Good: "Add email format validation to the signup form in
       src/components/SignupForm.tsx using the existing
       validateInput utility. Show an error message below
       the field when the format is invalid."

2. Provide Context Upfront

  • Start with context before instructions. Include tech stack, constraints, and key patterns at the top.
  • This reduces wrong assumptions and improves accuracy.
text
Bad:  "Add caching to the API."

Good: "This is an Express.js REST API using PostgreSQL. The
       GET /api/products endpoint is slow (~2s). Add in-memory
       caching with a 5-minute TTL using the node-cache package
       that's already in package.json. Follow the pattern used
       in routes/categories.ts."

3. Use Constraints

  • State what the agent must not change or do.
  • They are especially important in refactoring, where the agent may otherwise modify unrelated code.
text
Bad:  "Refactor the user service."

Good: "Refactor UserService to use async/await instead of
       callbacks. Don't change the public API — existing callers
       should work without modification. Don't modify the
       database schema or migration files."

4. Decompose Complex Tasks

  • Break large tasks into smaller steps. If unsure how, ask the agent to decompose it.
  • One step at a time works better than one big request. After each step, review before continuing.
text
Bad:  "Build user authentication for the app."

Good: "Let's add user authentication. Start with step 1:
       create a users table migration with email, password_hash,
       and created_at columns using our existing Knex setup.
       Don't implement login or registration yet — just the
       schema."

5. Show Examples (Few-Shot)

  • When you need a specific format or style, include an example. Examples are clearer than long descriptions.
  • This is few-shot prompting: the model follows the pattern you show.
text
Bad:  "Write tests for the order service."

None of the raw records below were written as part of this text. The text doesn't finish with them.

#[async_trait]
impl Function for FindFilesByName {
    fn definition(&self) -> FunctionDefinition {
        FunctionDefinition {
            name: "find_files_by_name_in_directory".to_string(),
            description: "Recursively find files below a directory whose name contains \
                          or closely resembles a search term."
                .to_string(),
            parameters: json!({
                "type": "object",
                "properties": {
                    "directory": {"type": "string", "description": "Directory to search"},
                    "file_name_contains": {"type": "string", "description": "File name to look for"}
                },
                "required": ["directory", "file_name_contains"]
            }),
        }
    }

    async fn call(&self, arguments: Value) -> Result<String, FunctionError> {
        let args: FileNameArgs = parse_arguments(arguments)?;
        require_term(&args.file_name_contains)?;
        require_directory(&args.directory).await?;

        let files: Vec<String> = walk(Path::new(&args.directory), EntryKind::File, false)
            .await?
            .into_iter()
            .filter(|path| {
                name_matches(&file_name_of(path), &args.file_name_contains, FILE_NAME_THRESHOLD)
            })
            .map(|path| path.to_string_lossy().to_string())
            .collect();
        if files.is_empty() {
            return Err(FunctionError::Execution(format!(
                "No files matching '{}' were found",
                args.file_name_contains
            )));
        }
        Ok(json!(files).to_string())
    }
}

// ─── find_files_by_extension_in_directory ───

#[derive(Deserialize)]
struct FindFilesArgs {
    directory: String,
    file_extension: String,
}

pub struct FindFilesByExtension;

#[async_trait]
impl Function for FindFilesByExtension {
    fn definition(&self) -> FunctionDefinition {
        FunctionDefinition {
            name: "find_files_by_extension_in_directory".to_string(),
            description: "Recursively find files with a given extension (case-insensitive) \
                          below a directory."
                .to_string(),
            parameters: json!({
                "type": "object",
                "properties": {
                    "directory": {"type": "string", "description": "Directory to search"},
                    "file_extension": {"type": "string", "description": "Extension to match, e.g. '.csv'"}
                },
                "required": ["directory", "file_extension"]
            }),
        }
    }

    async fn call(&self, arguments: Value) -> Result<String, FunctionError> {
        let args: FindFilesArgs = parse_arguments(arguments)?;
        require_directory(&args.directory).await?;

        let matches: Vec<String> = walk(Path::new(&args.directory), EntryKind::File, false)
            .await?
            .into_iter()
            .filter(|path| extension_matches(&file_name_of(path), &args.file_extension))
            .map(|path| path.to_string_lossy().to_string())
            .collect();

        Ok(json!({"file_extension": args.file_extension, "matching_files": matches}).to_string())
    }
}

#[cfg(test)]
mod tests {
    use super::*;
    use tempfile::TempDir;

    fn dir_arg(dir: &TempDir) -> String {
        dir.path().to_string_lossy().to_string()
    }

    #[test]
    fn test_similarity() {
        assert_eq!(similarity("Report", "report"), 100);
        assert_eq!(similarity("", ""), 100);
        assert_eq!(similarity("abc", "xyz"), 0);
        assert!(similarity("reprot.txt", "report.txt") >= FILE_NAME_THRESHOLD);
        assert!(similarity("notes.md", "budget.xlsx") < FILE_NAME_THRESHOLD);
    }

    #[tokio::test]
    async fn test_fetch_current_datetime_format() {
        let output = FetchCurrentDateTime.call(json!({})).await.unwrap();
        let value: Value = serde_json::from_str(&output).unwrap();
        let time = value["current_time"].as_str().unwrap();
        assert!(chrono::NaiveDateTime::parse_from_str(time, "%Y-%m-%d %H:%M:%S").is_ok());
    }

    #[tokio::test]
    async fn test_list_files_is_not_recursive() {
        let dir = TempDir::new().unwrap();
        std::fs::write(dir.path().join("a.txt"), "a").unwrap();
        std::fs::write(dir.path().join("b.csv"), "b").unwrap();
        std::fs::create_dir(dir.path().join("sub")).unwrap();
        std::fs::write(dir.path().join("sub/c.txt"), "c").unwrap();

        let output = ListFilesFromDirectory
            .call(json!({"directory": dir_arg(&dir), "file_extension": ".txt"}))
            .await
            .unwrap();
        let value: Value = serde_json::from_str(&output).unwrap();
        assert_eq!(value["file_list"], json!(["a.txt"]));
    }

    #[tokio::test]
    async fn test_missing_directory_is_an_error() {
        let result = ListFilesFromDirectory
            .call(json!({"directory": "/definitely/not/here", "file_extension": ".txt"}))
            .await;
        assert!(matches!(result, Err(FunctionError::Execution(_))));
    }

    #[tokio::test]
    async fn test_missing_arguments_are_invalid() {
        let result = ListFilesFromDirectory.call(json!({"directory": "/tmp"})).await;
        assert!(matches!(result, Err(FunctionError::InvalidArguments(_))));
    }

    #[tokio::test]
    async fn test_create_then_retrieve_file() {
        let dir = TempDir::new().unwrap();
        let out = dir.path().join("nested");

        let created = CreateFileWithContent
            .call(json!({
                "file_name": "notes",
                "output_directory": out.to_string_lossy(),
                "content": "hello",
                "file_extension": "md"
            }))
            .await
            .unwrap();
        assert_eq!(created, r#"{"notes.md":"hello"}"#);

        let retrieved = RetrieveFileContent
            .call(json!({"input_directory": out.to_string_lossy(), "filename": "notes.md"}))
            .await
            .unwrap();
        assert_eq!(retrieved, r#"{"notes.md":"hello"}"#);
    }

    #[tokio::test]
    async fn test_retrieve_missing_file() {
        let dir = TempDir::new().unwrap();
        let result = RetrieveFileContent
            .call(json!({"input_directory": dir_arg(&dir), "filename": "nope.txt"}))
            .await;
        match result {
            Err(FunctionError::Execution(message)) => assert!(message.contains("nope.txt")),
            other => panic!("unexpected result: {other:?}"),
        }
    }

    #[tokio::test]
    async fn test_find_files_is_recursive_and_case_insensitive() {
        let dir = TempDir::new().unwrap();
        std::fs::create_dir_all(dir.path().join("x/y")).unwrap();
        std::fs::write(dir.path().join("top.CSV"), "").unwrap();
        std::fs::write(dir.path().join("x/y/deep.csv"), "").unwrap();
        std::fs::write(dir.path().join("x/other.txt"), "").unwrap();

        let output = FindFilesByExtension
            .call(json!({"directory": dir_arg(&dir), "file_extension": ".csv"}))
            .await
            .unwrap();
        let value: Value = serde_json::from_str(&output).unwrap();
        let files = value["matching_files"].as_array().unwrap();
        assert_eq!(files.len(), 2);
        assert!(files.iter().any(|f| f.as_str().unwrap().ends_with("deep.csv")));
    }

    #[tokio::test]
    async fn test_detailed_files_info_walks_subfolders() {
        let dir = TempDir::new().unwrap();
        std::fs::create_dir(dir.path().join("sub")).unwrap();
        std::fs::write(dir.path().join("a.txt"), "abc").unwrap();
        std::fs::write(dir.path().join("sub/b.json"), "{}").unwrap();

        let output = FetchDetailedFilesInfo
            .call(json!({"directory": dir_arg(&dir)}))
            .await
            .unwrap();
        let value: Value = serde_json::from_str(&output).unwrap();
        let files = value.as_array().unwrap();
        assert_eq!(files.len(), 2);
        assert_eq!(files[0]["filename"], "a.txt");
        assert_eq!(files[0]["size_bytes"], 3);
        assert_eq!(files[0]["file_type"], "txt");
        assert_eq!(files[1]["file_type"], "json");
        assert!(
            chrono::NaiveDateTime::parse_from_str(
                files[1]["last_updated"].as_str().unwrap(),
                "%Y-%m-%d %H:%M:%S"
            )
            .is_ok()
        );
    }

    #[tokio::test]
    async fn test_copy_files_by_extension() {
        let input = TempDir::new().unwrap();
        let output = TempDir::new().unwrap();
        std::fs::write(input.path().join("a.txt"), "a").unwrap();
        std::fs::write(input.path().join("b.txt"), "b").unwrap();
        std::fs::write(input.path().join("c.csv"), "c").unwrap();
        let target = output.path().join("copies");

        let result = CopyFilesByExtension
            .call(json!({
                "input_directory": dir_arg(&input),
                "output_directory": target.to_string_lossy(),
                "file_extension": ".txt"
            }))
            .await
            .unwrap();
        assert_eq!(result, r#"{"copied_files":["a.txt","b.txt"]}"#);
        assert_eq!(std::fs::read_to_string(target.join("b.txt")).unwrap(), "b");
        assert!(!target.join("c.csv").exists());
    }

    #[tokio::test]
    async fn test_copy_specific_file() {
        let input = TempDir::new().unwrap();
        let output = TempDir::new().unwrap();
        std::fs::write(input.path().join("plan.md"), "# Plan").unwrap();

        let result = CopySpecificFile
            .call(json!({
                "input_directory": dir_arg(&input),
                "output_directory": dir_arg(&output),
                "file_name": "plan.md"
            }))
            .await
            .unwrap();
        assert_eq!(result, r#"{"copied_file":"plan.md"}"#);
        assert_eq!(
            std::fs::read_to_string(output.path().join("plan.md")).unwrap(),
            "# Plan"
        );

        let missing = CopySpecificFile
            .call(json!({
                "input_directory": dir_arg(&input),
                "output_directory": dir_arg(&output),
                "file_name": "gone.md"
            }))
            .await;
        match missing {
            Err(FunctionError::Execution(message)) => assert!(message.contains("gone.md")),
            other => panic!("unexpected result: {other:?}"),
        }
    }

    #[tokio::test]
    async fn test_content_from_matching_files() {
        let dir = TempDir::new().unwrap();
        std::fs::create_dir(dir.path().join("docs")).unwrap();
        std::fs::write(dir.path().join("readme.md"), "top").unwrap();
        std::fs::write(dir.path().join("docs/guide.md"), "deep").unwrap();
        std::fs::write(dir.path().join("docs/data.csv"), "1,2").unwrap();

        let output = GetContentFromMatchingFiles
            .call(json!({"input_directory": dir_arg(&dir), "file_extension": ".md"}))
            .await
            .unwrap();
        let value: Value = serde_json::from_str(&output).unwrap();
        assert_eq!(value, json!({"readme.md": "top", "guide.md": "deep"}));
    }

    #[tokio::test]
    async fn test_find_folders_by_name() {
        let dir = TempDir::new().unwrap();
        std::fs::create_dir_all(dir.path().join("projects/reports_2024")).unwrap();
        std::fs::create_dir_all(dir.path().join("projects/images")).unwrap();
        let function = FindFoldersByName::rooted_at(dir.path());

        let output = function.call(json!({"folder_name": "Reports"})).await.unwrap();
        let folders: Vec<String> = serde_json::from_str(&output).unwrap();
        assert_eq!(folders.len(), 1);
        assert!(folders[0].ends_with("reports_2024"));

        let none = function.call(json!({"folder_name": "videos"})).await;
        assert!(matches!(none, Err(FunctionError::Execution(_))));
    }

    #[tokio::test]
    async fn test_directory_structure_skips_hidden_folders() {
        let dir = TempDir::new().unwrap();
        std::fs::create_dir_all(dir.path().join("src/models")).unwrap();
        std::fs::create_dir_all(dir.path().join(".git/objects")).unwrap();
        std::fs::write(dir.path().join("src/lib.rs"), "").unwrap();

        let output = RetrieveDirectoryStructure::rooted_at(dir.path())
            .call(json!({}))
            .await
            .unwrap();
        let value: Value = serde_json::from_str(&output).unwrap();
        let structure = value["directory_structure"].as_object().unwrap();
        let mut names: Vec<&str> = structure.values().map(|v| v.as_str().unwrap()).collect();
        names.sort();
        assert_eq!(names, vec!["models", "src"]);
        assert!(structure.keys().any(|k| k.ends_with("src/models")));
    }

    #[tokio::test]
    async fn test_find_files_by_name_tolerates_typos() {
        let dir = TempDir::new().unwrap();
        std::fs::create_dir(dir.path().join("q1")).unwrap();
        std::fs::write(dir.path().join("q1/report.txt"), "").unwrap();
        std::fs::write(dir.path().join("notes.txt"), "").unwrap();

        let output = FindFilesByName
            .call(json!({"directory": dir_arg(&dir), "file_name_contains": "reprot.txt"}))
            .await
            .unwrap();
        let files: Vec<String> = serde_json::from_str(&output).unwrap();
        assert_eq!(files.len(), 1);
        assert!(files[0].ends_with("report.txt"));

        let empty = FindFilesByName
            .call(json!({"directory": dir_arg(&dir), "file_name_contains": " "}))
            .await;
        assert!(matches!(empty, Err(FunctionError::InvalidArguments(_))));
    }
}
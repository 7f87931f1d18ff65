mod presenter;

use std::path::PathBuf;
use std::sync::Arc;
use std::time::Duration;

use anyhow::{Context, Result, anyhow, bail};
use clap::{Args, Parser, Subcommand, ValueEnum};
use parking_lot::RwLock;
use parley_core::factories::ClientRegistry;
use parley_core::functions::FunctionRegistry;
use parley_core::models::{
    AppEvent, Attachment, AttachmentKind, DiagnosticsStore, EventKind, RunRecord, ScheduledTask,
};
use parley_core::repositories::ThreadJsonRepository;
use parley_core::services::ErrorCollectorLayer;
use parley_core::settings::{
    AssistantConfig, AssistantKind, ClientType, SettingsJsonRepository, SettingsRepository,
};
use parley_core::{
    EventBus, Orchestrator, OrchestratorContext, ScheduleSpec, SubmitRequest, TaskScheduler,
};
use tokio::sync::mpsc;
use tracing::{info, warn};
use tracing_subscriber::layer::SubscriberExt;
use tracing_subscriber::util::SubscriberInitExt;
use tracing_subscriber::{EnvFilter, fmt};

use presenter::{Presenter, render_conversation};

/// Talk to several assistants in shared conversation threads.
#[derive(Parser, Debug)]
#[command(name = "parley", version, about)]
struct Cli {
    /// Increase log verbosity (debug level).
    #[arg(short, long, global = true)]
    verbose: bool,

    /// Backend to use for this and later invocations (e.g. OPEN_AI,
    /// AZURE_OPEN_AI, "OpenAI Realtime").
    #[arg(long, global = true, value_parser = parse_client_type)]
    client_type: Option<ClientType>,

    #[command(subcommand)]
    command: Command,
}

#[derive(Subcommand, Debug)]
enum Command {
    /// Send a message to one or more assistants.
    Chat(ChatArgs),
    /// Manage conversation threads.
    #[command(subcommand)]
    Threads(ThreadsCommand),
    /// Manage assistant configurations.
    #[command(subcommand)]
    Assistants(AssistantsCommand),
    /// Run a request on a timer and wait for the schedule to finish.
    Schedule(ScheduleArgs),
}

#[derive(Args, Debug)]
struct ChatArgs {
    /// Assistants to ask, in order.
    #[arg(short, long = "assistant", required = true)]
    assistants: Vec<String>,

    /// Thread to continue; a new one is created when omitted.
    #[arg(short, long)]
    thread: Option<String>,

    /// Files for the code interpreter.
    #[arg(long = "code-file")]
    code_files: Vec<PathBuf>,

    /// Files for file search.
    #[arg(long = "search-file")]
    search_files: Vec<PathBuf>,

    #[arg(long = "image")]
    images: Vec<PathBuf>,

    /// Extra instructions for the runs on this thread.
    #[arg(long)]
    instructions: Option<String>,

    /// Print the run traces when done.
    #[arg(long)]
    show_runs: bool,

    text: String,
}

#[derive(Subcommand, Debug)]
enum ThreadsCommand {
    /// List threads; the displayed one is marked.
    List,
    /// Print the transcript of a thread.
    Show {
        name: String,
        /// Only the last N text messages.
        #[arg(long)]
        last: Option<usize>,
    },
    New {
        name: Option<String>,
    },
    Rename {
        old_name: String,
        new_name: String,
    },
    Delete {
        name: String,
    },
}

#[derive(Subcommand, Debug)]
enum AssistantsCommand {
    List,
    /// Print one configuration as JSON.
    Show { name: String },
    /// Add or replace an assistant.
    Add(AddAssistantArgs),
}

#[derive(Args, Debug)]
struct AddAssistantArgs {
    name: String,

    #[arg(short, long)]
    model: String,

    #[arg(long, default_value = "")]
    instructions: String,

    /// Local functions the assistant may call.
    #[arg(long = "function")]
    functions: Vec<String>,

    #[arg(long, value_enum, default_value_t = KindArg::Assistant)]
    kind: KindArg,

    #[arg(long, value_parser = parse_client_type)]
    backend: Option<ClientType>,

    #[arg(long)]
    code_interpreter: bool,

    #[arg(long)]
    file_search: bool,

    /// Where generated files are downloaded.
    #[arg(long)]
    output_folder: Option<PathBuf>,
}

#[derive(Clone, Copy, Debug, ValueEnum)]
enum KindArg {
    Assistant,
    Chat,
    Realtime,
}

impl From<KindArg> for AssistantKind {
    fn from(kind: KindArg) -> Self {
        match kind {
            KindArg::Assistant => AssistantKind::Assistant,
            KindArg::Chat => AssistantKind::Chat,
            KindArg::Realtime => AssistantKind::Realtime,
        }
    }
}

#[derive(Args, Debug)]
struct ScheduleArgs {
    /// Assistant owning the schedule.
    #[arg(short, long)]
    assistant: String,

    /// Seconds between recurrences.
    #[arg(long, default_value_t = 0)]
    every: u64,

    #[arg(long, default_value_t = 1)]
    count: u32,

    /// Seconds to wait before the first recurrence.
    #[arg(long)]
    start_in: Option<i64>,

    /// `ASSISTANT=REQUEST` pairs; turns the schedule into a multi-assistant
    /// task.
    #[arg(long = "for", value_parser = parse_target)]
    targets: Vec<(String, String)>,

    /// One request runs as a basic task, several as a batch.
    requests: Vec<String>,
}

impl ScheduleArgs {
    fn task(&self) -> Result<ScheduledTask> {
        if !self.targets.is_empty() {
            return Ok(ScheduledTask::Multi {
                requests: self.targets.clone(),
            });
        }
        match self.requests.as_slice() {
            [] => bail!("a schedule needs at least one request"),
            [request] => Ok(ScheduledTask::Basic {
                request: request.clone(),
            }),
            requests => Ok(ScheduledTask::Batch {
                requests: requests.to_vec(),
            }),
        }
    }

    fn spec(&self) -> ScheduleSpec {
        let spec = ScheduleSpec::every(Duration::from_secs(self.every), self.count);
        match self.start_in {
            Some(seconds) => {
                spec.starting_at(chrono::Local::now() + chrono::Duration::seconds(seconds))
            }
            None => spec,
        }
    }
}

fn parse_client_type(value: &str) -> Result<ClientType, String> {
    ClientType::parse(value).ok_or_else(|| format!("unknown client type '{value}'"))
}

fn parse_target(value: &str) -> Result<(String, String), String> {
    value
        .split_once('=')
        .map(|(assistant, request)| (assistant.trim().to_string(), request.to_string()))
        .filter(|(assistant, _)| !assistant.is_empty())
        .ok_or_else(|| format!("expected ASSISTANT=REQUEST, got '{value}'"))
}

/// Console output plus the collector layer feeding the diagnostics store.
fn init_logging(verbose: bool, diagnostics: &Arc<DiagnosticsStore>) {
    let level = if verbose {
        tracing::Level::DEBUG
    } else {
        tracing::Level::INFO
    };
    let filter = EnvFilter::from_default_env().add_directive(level.into());

    let (collector, receiver) = ErrorCollectorLayer::new();
    diagnostics.collect_from(receiver);

    tracing_subscriber::registry()
        .with(filter)
        .with(fmt::layer().with_writer(std::io::stderr))
        .with(collector)
        .init();
}

async fn build_orchestrator(cli: &Cli) -> Result<Orchestrator> {
    let settings_repository = Arc::new(
        SettingsJsonRepository::new().context("Failed to locate the settings file")?,
    );
    let settings = settings_repository
        .load()
        .await
        .with_context(|| format!("Failed to load {}", settings_repository.storage_path()))?;

    let diagnostics = Arc::new(DiagnosticsStore::new(settings.general.diagnostics_capacity));
    init_logging(cli.verbose, &diagnostics);
    info!(settings = %settings_repository.storage_path(), "Settings loaded");

    // Environment credentials are used for this process only and never
    // written back to the settings file.
    let mut providers = settings.providers.clone();
    providers.apply_env_overrides(|key| std::env::var(key).ok());
    let clients = Arc::new(ClientRegistry::from_providers(
        &providers,
        settings.general.connection_timeout(),
    ));

    let orchestrator = Orchestrator::new(OrchestratorContext {
        settings: Arc::new(RwLock::new(settings)),
        settings_repository,
        clients,
        thread_repository: Arc::new(
            ThreadJsonRepository::new().context("Failed to locate the threads file")?,
        ),
        functions: Arc::new(FunctionRegistry::with_system_functions()),
        bus: Arc::new(EventBus::new()),
        diagnostics,
    });

    if let Some(client_type) = cli.client_type {
        orchestrator.set_active_client_type(client_type).await?;
    }
    Ok(orchestrator)
}

#[tokio::main]
async fn main() -> Result<()> {
    let cli = Cli::parse();
    let orchestrator = build_orchestrator(&cli).await?;

    let show_transcripts = matches!(cli.command, Command::Threads(_));
    Presenter::attach(&orchestrator.bus(), show_transcripts);

    let result = match cli.command {
        Command::Chat(args) => chat(&orchestrator, args).await,
        Command::Threads(command) => threads(&orchestrator, command).await,
        Command::Assistants(command) => assistants(&orchestrator, command).await,
        Command::Schedule(args) => schedule(&orchestrator, args).await,
    };

    if let Err(e) = orchestrator.shutdown().await {
        warn!(error = %e, "Shutdown did not complete cleanly");
    }
    result
}

async fn chat(orchestrator: &Orchestrator, args: ChatArgs) -> Result<()> {
    let mut attachments: Vec<Attachment> = Vec::new();
    for (paths, kind) in [
        (&args.code_files, AttachmentKind::CodeInterpreter),
        (&args.search_files, AttachmentKind::FileSearch),
        (&args.images, AttachmentKind::Image),
    ] {
        attachments.extend(paths.iter().map(|p| Attachment::new(p.clone(), kind)));
    }

    if let (Some(thread), Some(instructions)) = (&args.thread, &args.instructions) {
        orchestrator
            .set_additional_instructions(thread, Some(instructions.clone()))
            .await?;
    }

    let realtime = args
        .assistants
        .first()
        .and_then(|name| orchestrator.assistant(name))
        .is_some_and(|config| config.is_realtime());
    let (ended_tx, mut ended_rx) = mpsc::unbounded_channel();
    let bus = orchestrator.bus();
    let subscription = bus.subscribe(&[EventKind::RunEnded], move |event| {
        if let AppEvent::Run(run) = event {
            let _ = ended_tx.send(run.assistant.clone());
        }
    });

    let mut request = SubmitRequest::new(args.text, &[]).with_attachments(attachments);
    request.assistants = args.assistants.clone();
    if let Some(thread) = args.thread {
        request = request.with_thread(thread);
    }

    let handle = orchestrator.submit(request)?;
    let outcome = tokio::select! {
        outcome = handle.wait() => outcome?,
        _ = tokio::signal::ctrl_c() => {
            orchestrator.cancel_all();
            bail!("interrupted");
        }
    };

    if realtime {
        // Replies arrive on the session after the submission returned.
        let mut pending = args.assistants.len();
        while pending > 0 {
            tokio::select! {
                ended = ended_rx.recv() => match ended {
                    Some(_) => pending -= 1,
                    None => break,
                },
                _ = tokio::signal::ctrl_c() => break,
            }
        }
    }
    bus.unsubscribe(subscription);
    println!();

    for run in &outcome.runs {
        if let Some(failure) = &run.failure {
            eprintln!("{} failed: {failure}", run.assistant);
        }
    }
    if args.show_runs {
        for record in orchestrator.diagnostics().runs() {
            print_run(&record);
        }
    }
    Ok(())
}

fn print_run(record: &RunRecord) {
    let state = record
        .state
        .map(|s| s.to_string())
        .unwrap_or_else(|| "running".to_string());
    println!(
        "{} {} on '{}' [{}] {}",
        record.started_at.format("%H:%M:%S"),
        record.assistant,
        record.thread,
        state,
        record.run_id.as_deref().unwrap_or("-"),
    );
    for call in &record.function_calls {
        println!("  {}({}) -> {}", call.name, call.arguments, call.response);
    }
    if let Some(outcome) = &record.outcome {
        println!("  {outcome}");
    }
}

async fn threads(orchestrator: &Orchestrator, command: ThreadsCommand) -> Result<()> {
    match command {
        ThreadsCommand::List => {
            let current = orchestrator.current_thread().await?;
            for name in orchestrator.thread_names().await? {
                let marker = if current.as_deref() == Some(name.as_str()) {
                    "*"
                } else {
                    " "
                };
                println!("{marker} {name}");
            }
        }
        ThreadsCommand::Show { name, last } => {
            let mut conversation = orchestrator.conversation(&name).await?;
            if let Some(last) = last {
                let skip = conversation.messages.len().saturating_sub(last);
                conversation.messages = conversation.messages.split_off(skip);
            }
            println!("{}", render_conversation(&conversation));
        }
        ThreadsCommand::New { name } => {
            orchestrator.create_thread(name.as_deref()).await?;
        }
        ThreadsCommand::Rename { old_name, new_name } => {
            orchestrator.rename_thread(&old_name, &new_name).await?;
        }
        ThreadsCommand::Delete { name } => {
            orchestrator.delete_thread(&name).await?;
        }
    }
    Ok(())
}

async fn assistants(orchestrator: &Orchestrator, command: AssistantsCommand) -> Result<()> {
    match command {
        AssistantsCommand::List => {
            for name in orchestrator.assistant_names() {
                let Some(config) = orchestrator.assistant(&name) else {
                    continue;
                };
                println!(
                    "{:<20} {:<16} {:<22} {}",
                    config.name,
                    config.model,
                    config.client_type,
                    config.assistant_id.as_deref().unwrap_or("(not created)")
                );
            }
        }
        AssistantsCommand::Show { name } => {
            let config = orchestrator
                .assistant(&name)
                .ok_or_else(|| anyhow!("unknown assistant '{name}'"))?;
            println!("{}", serde_json::to_string_pretty(&config)?);
        }
        AssistantsCommand::Add(args) => {
            let mut config = AssistantConfig::new(args.name, args.model)
                .with_kind(args.kind.into())
                .with_client_type(args.backend.unwrap_or(orchestrator.active_client_type()));
            config.instructions = args.instructions;
            config.selected_functions = args.functions;
            config.code_interpreter = args.code_interpreter;
            config.file_search = args.file_search;
            config.output_folder_path = args.output_folder;
            if let Some(existing) = orchestrator.assistant(&config.name) {
                config.assistant_id = existing.assistant_id;
            }
            let name = config.name.clone();
            orchestrator.upsert_assistant(config).await?;
            println!("saved assistant '{name}'");
        }
    }
    Ok(())
}

async fn schedule(orchestrator: &Orchestrator, args: ScheduleArgs) -> Result<()> {
    let task = args.task()?;
    let scheduler = TaskScheduler::new(Arc::new(orchestrator.clone()));
    let id = scheduler.schedule(&args.assistant, task, args.spec());
    println!("scheduled {id}");

    loop {
        tokio::select! {
            _ = tokio::time::sleep(Duration::from_millis(250)) => {
                if scheduler.schedules().is_empty() {
                    break;
                }
            }
            _ = tokio::signal::ctrl_c() => {
                scheduler.cancel(&id).await;
                break;
            }
        }
    }
    scheduler.shutdown();
    Ok(())
}
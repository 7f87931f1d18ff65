use std::collections::BTreeMap;
use std::path::PathBuf;

use super::thread_repository::{ThreadRepository, ThreadStoreData};
use super::{BoxFuture, RepositoryError, RepositoryResult, write_json_atomically};
use crate::settings::models::ClientType;

/// JSON file repository for thread mappings.
///
/// One file holds a section per client type:
/// `{"OPEN_AI": {"threads": [...]}, "AZURE_OPEN_AI": {...}}`.
pub struct ThreadJsonRepository {
    file_path: PathBuf,
}

impl ThreadJsonRepository {
    pub fn new() -> RepositoryResult<Self> {
        let config_dir = dirs::config_dir().ok_or_else(|| RepositoryError::InitializationError {
            message: "Could not determine config directory".to_string(),
        })?;

        Ok(Self {
            file_path: config_dir.join("parley").join("threads.json"),
        })
    }

    /// Create repository with custom path (for testing)
    pub fn with_path(file_path: PathBuf) -> Self {
        Self { file_path }
    }
}

async fn read_sections(path: &PathBuf) -> RepositoryResult<BTreeMap<String, ThreadStoreData>> {
    if !tokio::fs::try_exists(path).await? {
        return Ok(BTreeMap::new());
    }
    let contents = tokio::fs::read_to_string(path).await?;
    if contents.trim().is_empty() {
        return Ok(BTreeMap::new());
    }
    Ok(serde_json::from_str(&contents)?)
}

impl ThreadRepository for ThreadJsonRepository {
    fn load(&self, client_type: ClientType) -> BoxFuture<'static, RepositoryResult<ThreadStoreData>> {
        let path = self.file_path.clone();

        Box::pin(async move {
            let mut sections = read_sections(&path).await?;
            Ok(sections.remove(client_type.key()).unwrap_or_default())
        })
    }

    fn save(
        &self,
        client_type: ClientType,
        data: ThreadStoreData,
    ) -> BoxFuture<'static, RepositoryResult<()>> {
        let path = self.file_path.clone();

        Box::pin(async move {
            let mut sections = read_sections(&path).await?;
            sections.insert(client_type.key().to_string(), data);

            let json = serde_json::to_string_pretty(&sections)?;
            write_json_atomically(&path, json).await
        })
    }
}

Good: "Write tests for OrderService.calculateTotal(). Follow
       the same pattern used in tests/cart.test.ts — use
       describe/it blocks, create fixtures with the
       buildTestOrder helper, and assert with expect().toBe().
       Here's an example of what a test looks like:

       it('applies discount when total exceeds 100', () => {
         const order = buildTestOrder({ items: [{ price: 120 }] });
         expect(OrderService.calculateTotal(order)).toBe(108);
       });"

6. Ask for Reasoning (Chain-of-Thought)

  • For complex or judgment-based tasks, ask the agent to think before acting.
  • This is the chain-of-thought technique. It improves analysis and helps catch bad assumptions before they become code.
text
Bad:  "Fix the performance issue."

Good: "The /api/dashboard endpoint takes 8 seconds to respond.
       Before making changes, analyze the route handler in
       routes/dashboard.ts and explain what's causing the
       slowdown. List your top 3 hypotheses, then propose a
       fix for the most likely cause."

7. Assign a Role

  • Give the agent a clear role or persona.
  • This focuses its perspective and standards.
text
Bad:  "Review this code."

Good: "As a senior backend engineer focused on security,
       review the authentication middleware in
       src/middleware/auth.ts. Look for common vulnerabilities:
       token validation issues, missing rate limiting,
       information leakage in error responses."

Exercise: Rewrite a Bad Prompt

Here's a poorly structured prompt. Rewrite it using the techniques from the section above.

The bad prompt:

text
"The app is broken on mobile. Fix it and make sure it looks good."

Think about: What's missing? What would the agent need to know? What constraints should you add?

Suggested rewrite
text
"The checkout page (src/pages/Checkout.tsx) overflows horizontally
on screens narrower than 375px. The order summary table doesn't
wrap properly. Fix the responsive layout using the existing Tailwind
breakpoint utilities (sm:, md:) — don't add custom CSS media queries.
Test that it works at 375px and 320px widths. Don't change the
desktop layout."

Notice what changed: a specific file, a specific problem, a specific technology, clear constraints, and a way to verify the fix.